Contingent liability payment of USD25 million in 2022 and USD112 million in 2023

Fitch's Key Assumptions for Recovery Analysis:

The recovery analysis assumes that Seplat would be restructured as a going concern (GC) rather than liquidated in a bankruptcy

Seplat's post-reorganisation, GC EBITDA is estimated at USD223 million, based on the existing (pre-acquisition) asset base, which assumes a drop in EBITDA, due to risks associated with hydrocarbon-price volatility, potential unplanned downtime or other adverse factors, followed by a modest recovery including corrective actions

We have applied an enterprise value (EV)/EBITDA multiple of 4x to calculate a GC EV, reflecting the risks associated with the operating environment in Niger Delta region of Nigeria

Our waterfall analysis assumes Seplat's USD350 million senior secured RCF, USD110 million Westport reserve-based lending facility and USD50 million Westport offtake facility are fully drawn and rank senior to Seplat's senior unsecured notes

After deducting 10% for administrative claims, Fitch's analysis resulted in a waterfall generated recovery computation (WGRC) for the senior unsecured notes in the 'RR4' band, indicating a 'B-' instrument rating. The WGRC output percentage on current metrics and assumptions is 45%.
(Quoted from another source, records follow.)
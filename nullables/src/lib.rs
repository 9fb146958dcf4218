//! Nullable infrastructure for deterministic testing.
//!
//! Inspired by the "A-frame architecture" pattern from RsNano.
//! Everything the ledger reaches outside itself for (the clock, the
//! capability gate, the token ledger) sits behind a trait. This crate
//! provides test-friendly implementations that:
//! - Return deterministic values
//! - Can be controlled programmatically
//! - Can be told to fail at a chosen moment
//!
//! Usage: swap real implementations for nullables in tests.

pub mod clock;
pub mod gate;
pub mod store;

pub use clock::NullClock;
pub use gate::NullGate;
pub use store::NullTokenLedger;
//! Timestamp type and clock abstraction.
//!
//! Timestamps are Unix epoch seconds (UTC). Lecture windows are compared
//! against the clock with inclusive bounds on both ends.

use serde::{Deserialize, Serialize};
use std::fmt;
use std::time::{SystemTime, UNIX_EPOCH};

/// A Unix timestamp in seconds since epoch (UTC).
#[derive(Clone, Copy, Debug, Default, PartialEq, Eq, PartialOrd, Ord, Hash, Serialize, Deserialize)]
pub struct Timestamp(u64);

impl Timestamp {
    /// The epoch (time zero).
    pub const EPOCH: Self = Self(0);

    pub fn new(secs: u64) -> Self {
        Self(secs)
    }

    /// Get the current system time as a `Timestamp`.
    ///
    /// A system clock set before the Unix epoch reads as [`Timestamp::EPOCH`].
    pub fn now() -> Self {
        let secs = SystemTime::now()
            .duration_since(UNIX_EPOCH)
            .map(|d| d.as_secs())
            .unwrap_or(0);
        Self(secs)
    }

    pub fn as_secs(&self) -> u64 {
        self.0
    }

    /// Seconds elapsed since this timestamp (relative to `now`).
    pub fn elapsed_since(&self, now: Timestamp) -> u64 {
        now.0.saturating_sub(self.0)
    }
}

impl fmt::Display for Timestamp {
    fn fmt(&self, f: &mut fmt::Formatter<'_>) -> fmt::Result {
        write!(f, "{}s", self.0)
    }
}

impl From<u64> for Timestamp {
    fn from(secs: u64) -> Self {
        Self(secs)
    }
}

/// Source of the current time for window checks.
///
/// Production code uses [`SystemClock`]; tests swap in a controllable clock.
pub trait Clock: Send + Sync {
    fn now(&self) -> Timestamp;
}

/// Wall-clock time from the operating system.
#[derive(Clone, Copy, Debug, Default)]
pub struct SystemClock;

impl Clock for SystemClock {
    fn now(&self) -> Timestamp {
        Timestamp::now()
    }
}

/// A clock frozen at one instant. Used by the CLI when `--now` is given.
#[derive(Clone, Copy, Debug)]
pub struct FixedClock(pub Timestamp);

impl Clock for FixedClock {
    fn now(&self) -> Timestamp {
        self.0
    }
}
//! Blake2b hashing and lecture fingerprint derivation.

use blake2::digest::consts::U32;
use blake2::{Blake2b, Digest};
use poap_types::{Fingerprint, Timestamp};

type Blake2b256 = Blake2b<U32>;

/// Compute a 256-bit Blake2b hash of arbitrary data.
pub fn blake2b_256(data: &[u8]) -> [u8; 32] {
    let mut hasher = Blake2b256::new();
    hasher.update(data);
    let result = hasher.finalize();
    let mut output = [0u8; 32];
    output.copy_from_slice(&result);
    output
}

/// Hash multiple byte slices in sequence (avoids concatenation allocation).
pub fn blake2b_256_multi(parts: &[&[u8]]) -> [u8; 32] {
    let mut hasher = Blake2b256::new();
    for part in parts {
        hasher.update(part);
    }
    let result = hasher.finalize();
    let mut output = [0u8; 32];
    output.copy_from_slice(&result);
    output
}

/// Derive the fingerprint identifying a lecture.
///
/// Input is `name ‖ deadline ‖ metadata_uri`, with the deadline as 8
/// big-endian bytes. The start time is not part of the input.
/// Changing the field set or order changes which lectures collide.
///
/// Fields are concatenated without length prefixes, so two lectures with the
/// same deadline collide when their `name`/`metadata_uri` split the same byte
/// string differently around a copy of the deadline bytes. This is only
/// reachable when those 8 bytes are themselves valid UTF-8.
pub fn lecture_fingerprint(name: &str, deadline: Timestamp, metadata_uri: &str) -> Fingerprint {
    let deadline_be = deadline.as_secs().to_be_bytes();
    Fingerprint::new(blake2b_256_multi(&[
        name.as_bytes(),
        &deadline_be,
        metadata_uri.as_bytes(),
    ]))
}

#[cfg(test)]
mod tests {
    use super::*;

    #[test]
    fn blake2b_deterministic() {
        let h1 = blake2b_256(b"hello poap");
        let h2 = blake2b_256(b"hello poap");
        assert_eq!(h1, h2);
    }

    #[test]
    fn blake2b_different_inputs() {
        let h1 = blake2b_256(b"hello");
        let h2 = blake2b_256(b"world");
        assert_ne!(h1, h2);
    }

    #[test]
    fn blake2b_multi_equivalent() {
        let single = blake2b_256(b"helloworld");
        let multi = blake2b_256_multi(&[b"hello", b"world"]);
        assert_eq!(single, multi);
    }

    #[test]
    fn fingerprint_matches_manual_concatenation() {
        let mut buf = Vec::new();
        buf.extend_from_slice(b"Intro");
        buf.extend_from_slice(&200u64.to_be_bytes());
        buf.extend_from_slice(b"ipfs://x");
        let expected = Fingerprint::new(blake2b_256(&buf));
        assert_eq!(lecture_fingerprint("Intro", Timestamp::new(200), "ipfs://x"), expected);
    }

    #[test]
    fn fingerprint_depends_on_every_field() {
        let base = lecture_fingerprint("Intro", Timestamp::new(200), "ipfs://x");
        assert_ne!(base, lecture_fingerprint("Intro2", Timestamp::new(200), "ipfs://x"));
        assert_ne!(base, lecture_fingerprint("Intro", Timestamp::new(201), "ipfs://x"));
        assert_ne!(base, lecture_fingerprint("Intro", Timestamp::new(200), "ipfs://y"));
        assert!(!base.is_zero());
    }

    #[test]
    fn unprefixed_fields_can_collide() {
        // 65 as 8 big-endian bytes is seven NULs then 'A'.
        let deadline = Timestamp::new(65);
        let left = lecture_fingerprint("x", deadline, "\0\0\0\0\0\0\0Ay");
        let right = lecture_fingerprint("x\0\0\0\0\0\0\0A", deadline, "y");
        assert_eq!(left, right);
    }
}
Post-acquisition we expect WGRC for the senior unsecured notes to remain in the 'RR4' band.

RATING SENSITIVITIES

Factors that could, individually or collectively, lead to positive rating action/upgrade:

- Upgrade of Nigeria's sovereign rating or consistent record of offshore structural enhancements

- Meaningful diversification of operations to countries with a more favourable operating environment than Nigeria while maintaining strong credit metrics

FFO net leverage consistently below 3.0x (which we will relax to 3.5x following the completion of the acquisition to reflect a stronger business profile)
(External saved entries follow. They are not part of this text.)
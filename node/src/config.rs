//! Node configuration with TOML file support.

use serde::{Deserialize, Serialize};
use std::path::PathBuf;

use poap_types::Address;

use crate::logging::LogFormat;
use crate::NodeError;

/// Configuration for a POAP ledger node.
///
/// Can be loaded from a TOML file via [`NodeConfig::from_toml_file`] or
/// built programmatically (e.g. for tests).
#[derive(Clone, Debug, PartialEq, Serialize, Deserialize)]
pub struct NodeConfig {
    /// Directory holding the state file.
    #[serde(default = "default_data_dir")]
    pub data_dir: PathBuf,

    /// State file name, relative to `data_dir`.
    #[serde(default = "default_state_file")]
    pub state_file: String,

    /// Bootstrap address granted every role when the ledger is first created.
    #[serde(default, skip_serializing_if = "Option::is_none")]
    pub admin: Option<Address>,

    /// Extra addresses granted the issuer role when the ledger is first created.
    #[serde(default)]
    pub issuers: Vec<Address>,

    /// Extra addresses granted the halt-controller role when the ledger is
    /// first created.
    #[serde(default)]
    pub halt_controllers: Vec<Address>,

    /// Log format: "human" or "json".
    #[serde(default = "default_log_format")]
    pub log_format: String,

    /// Log level filter: "trace", "debug", "info", "warn", "error".
    #[serde(default = "default_log_level")]
    pub log_level: String,

    /// Whether to collect Prometheus metrics.
    #[serde(default)]
    pub enable_metrics: bool,
}

// ── Serde default helpers ──────────────────────────────────────────────

fn default_data_dir() -> PathBuf {
    PathBuf::from("./poap_data")
}

fn default_state_file() -> String {
    "poap_state.bin".to_string()
}

fn default_log_format() -> String {
    "human".to_string()
}

fn default_log_level() -> String {
    "info".to_string()
}

// ── Impl ───────────────────────────────────────────────────────────────

impl NodeConfig {
    /// Load configuration from a TOML file.
    pub fn from_toml_file(path: &str) -> Result<Self, NodeError> {
        let content =
            std::fs::read_to_string(path).map_err(|e| NodeError::Config(e.to_string()))?;
        Self::from_toml_str(&content)
    }

    /// Parse configuration from a TOML string.
    pub fn from_toml_str(s: &str) -> Result<Self, NodeError> {
        toml::from_str(s).map_err(|e| NodeError::Config(e.to_string()))
    }

    /// Serialize the configuration to a TOML string.
    pub fn to_toml_string(&self) -> Result<String, NodeError> {
        toml::to_string_pretty(self).map_err(|e| NodeError::Config(e.to_string()))
    }

    /// Full path of the state file.
    pub fn state_path(&self) -> PathBuf {
        self.data_dir.join(&self.state_file)
    }

    /// The configured log format. Anything other than "json" is human.
    pub fn log_format(&self) -> LogFormat {
        self.log_format.parse().unwrap_or(LogFormat::Human)
    }
}

impl Default for NodeConfig {
    fn default() -> Self {
        Self {
            data_dir: default_data_dir(),
            state_file: default_state_file(),
            admin: None,
            issuers: Vec::new(),
            halt_controllers: Vec::new(),
            log_format: default_log_format(),
            log_level: default_log_level(),
            enable_metrics: false,
        }
    }
}
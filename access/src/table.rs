//! In-process role table with an emergency halt flag.

use std::collections::{BTreeMap, BTreeSet};
use std::sync::atomic::{AtomicBool, Ordering};
use std::sync::{PoisonError, RwLock};

use poap_types::Address;
use serde::{Deserialize, Serialize};

use crate::gate::CapabilityGate;
use crate::role::Role;

/// Serializable view of a role table, used for persistence.
#[derive(Clone, Debug, Default, PartialEq, Eq, Serialize, Deserialize)]
pub struct RoleAssignments {
    pub members: BTreeMap<Role, BTreeSet<Address>>,
    pub halted: bool,
}

/// Registry of role holders plus the halt flag.
pub struct RoleTable {
    members: RwLock<BTreeMap<Role, BTreeSet<Address>>>,
    halted: AtomicBool,
}

impl RoleTable {
    pub fn new() -> Self {
        Self {
            members: RwLock::new(BTreeMap::new()),
            halted: AtomicBool::new(false),
        }
    }

    /// A table where `admin` holds every role, as a freshly deployed
    /// ledger's operator does.
    pub fn with_admin(admin: Address) -> Self {
        let table = Self::new();
        for role in Role::ALL {
            table.grant(role, admin);
        }
        table
    }

    pub fn from_assignments(assignments: RoleAssignments) -> Self {
        Self {
            members: RwLock::new(assignments.members),
            halted: AtomicBool::new(assignments.halted),
        }
    }

    pub fn assignments(&self) -> RoleAssignments {
        let members = self
            .members
            .read()
            .unwrap_or_else(PoisonError::into_inner)
            .clone();
        RoleAssignments {
            members,
            halted: self.is_halted(),
        }
    }

    /// All holders of `role`, in address order.
    pub fn members(&self, role: Role) -> Vec<Address> {
        self.members
            .read()
            .unwrap_or_else(PoisonError::into_inner)
            .get(&role)
            .map(|set| set.iter().copied().collect())
            .unwrap_or_default()
    }
}

impl Default for RoleTable {
    fn default() -> Self {
        Self::new()
    }
}

impl CapabilityGate for RoleTable {
    fn has_role(&self, role: Role, account: &Address) -> bool {
        self.members
            .read()
            .unwrap_or_else(PoisonError::into_inner)
            .get(&role)
            .is_some_and(|set| set.contains(account))
    }

    fn is_halted(&self) -> bool {
        self.halted.load(Ordering::SeqCst)
    }

    fn set_halted(&self, halted: bool) {
        self.halted.store(halted, Ordering::SeqCst);
    }

    fn grant(&self, role: Role, account: Address) -> bool {
        let added = self
            .members
            .write()
            .unwrap_or_else(PoisonError::into_inner)
            .entry(role)
            .or_default()
            .insert(account);
        if added {
            tracing::debug!(%role, %account, "role granted");
        }
        added
    }

    fn revoke(&self, role: Role, account: &Address) -> bool {
        let removed = self
            .members
            .write()
            .unwrap_or_else(PoisonError::into_inner)
            .get_mut(&role)
            .is_some_and(|set| set.remove(account));
        if removed {
            tracing::debug!(%role, %account, "role revoked");
        }
        removed
    }
}

#[cfg(test)]
mod tests {
    use super::*;
    use crate::AccessError;

    fn addr(n: u8) -> Address {
        Address::new([n; 20])
    }

    #[test]
    fn admin_holds_every_role() {
        let table = RoleTable::with_admin(addr(1));
        for role in Role::ALL {
            assert!(table.has_role(role, &addr(1)));
            assert!(!table.has_role(role, &addr(2)));
        }
    }

    #[test]
    fn grant_and_revoke_report_changes() {
        let table = RoleTable::new();
        assert!(table.grant(Role::Issuer, addr(2)));
        assert!(!table.grant(Role::Issuer, addr(2)));
        assert!(table.has_role(Role::Issuer, &addr(2)));
        assert!(table.revoke(Role::Issuer, &addr(2)));
        assert!(!table.revoke(Role::Issuer, &addr(2)));
        assert!(!table.has_role(Role::Issuer, &addr(2)));
    }

    #[test]
    fn require_role_names_the_missing_role() {
        let table = RoleTable::new();
        let err = table.require_role(Role::Issuer, &addr(3)).unwrap_err();
        assert_eq!(
            err,
            AccessError::Unauthorized {
                role: Role::Issuer,
                account: addr(3)
            }
        );
    }

    #[test]
    fn halt_flag_drives_require_running() {
        let table = RoleTable::new();
        assert!(table.require_running().is_ok());
        table.set_halted(true);
        assert_eq!(table.require_running(), Err(AccessError::Halted));
        table.set_halted(false);
        assert!(table.require_running().is_ok());
    }

    #[test]
    fn assignments_round_trip() {
        let table = RoleTable::with_admin(addr(1));
        table.grant(Role::Issuer, addr(2));
        table.set_halted(true);
        let json = serde_json::to_string(&table.assignments()).unwrap();
        let restored = RoleTable::from_assignments(serde_json::from_str(&json).unwrap());
        assert!(restored.is_halted());
        assert_eq!(restored.members(Role::Issuer), vec![addr(1), addr(2)]);
        assert_eq!(restored.members(Role::HaltController), vec![addr(1)]);
    }

    #[test]
    fn shared_handle_sees_the_same_table() {
        let table = std::sync::Arc::new(RoleTable::new());
        let handle = std::sync::Arc::clone(&table);
        assert!(handle.grant(Role::Issuer, addr(4)));
        handle.set_halted(true);
        assert!(CapabilityGate::has_role(&table, Role::Issuer, &addr(4)));
        assert!(CapabilityGate::is_halted(&table));
    }
}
Factors that could, individually or collectively, lead to negative rating action/downgrade:

-Downgrade of Nigeria's Country Ceiling, subject to satisfying Fitch's Country Ceiling tests

- FFO net leverage sustained above 4.0x (4.5x post-acquisition)

Longer-than-forecast downtime as a result of unforeseen events, resulting in material loss of production

- Failure to maintain sufficient liquidity to absorb potential pipeline downtime shocks

Best/Worst Case Rating Scenario

International scale credit ratings of Non-Financial Corporate issuers have a best-case rating upgrade scenario (defined as the 99th percentile of rating transitions, measured in a positive direction) of three notches over a three-year rating horizon; and a worst-case rating downgrade scenario (defined as the 99th percentile of rating transitions, measured in a negative direction) of four notches over three years. The complete span of best- and worst-case scenario credit ratings for all rating categories ranges from 'AAA' to 'D'. Best- and worst-case scenario credit ratings are based on historical performance. For more information about the methodology used to determine sector-specific best- and worst-case scenario credit ratings, visit https://www.fitchratings.com/site/re/10111579.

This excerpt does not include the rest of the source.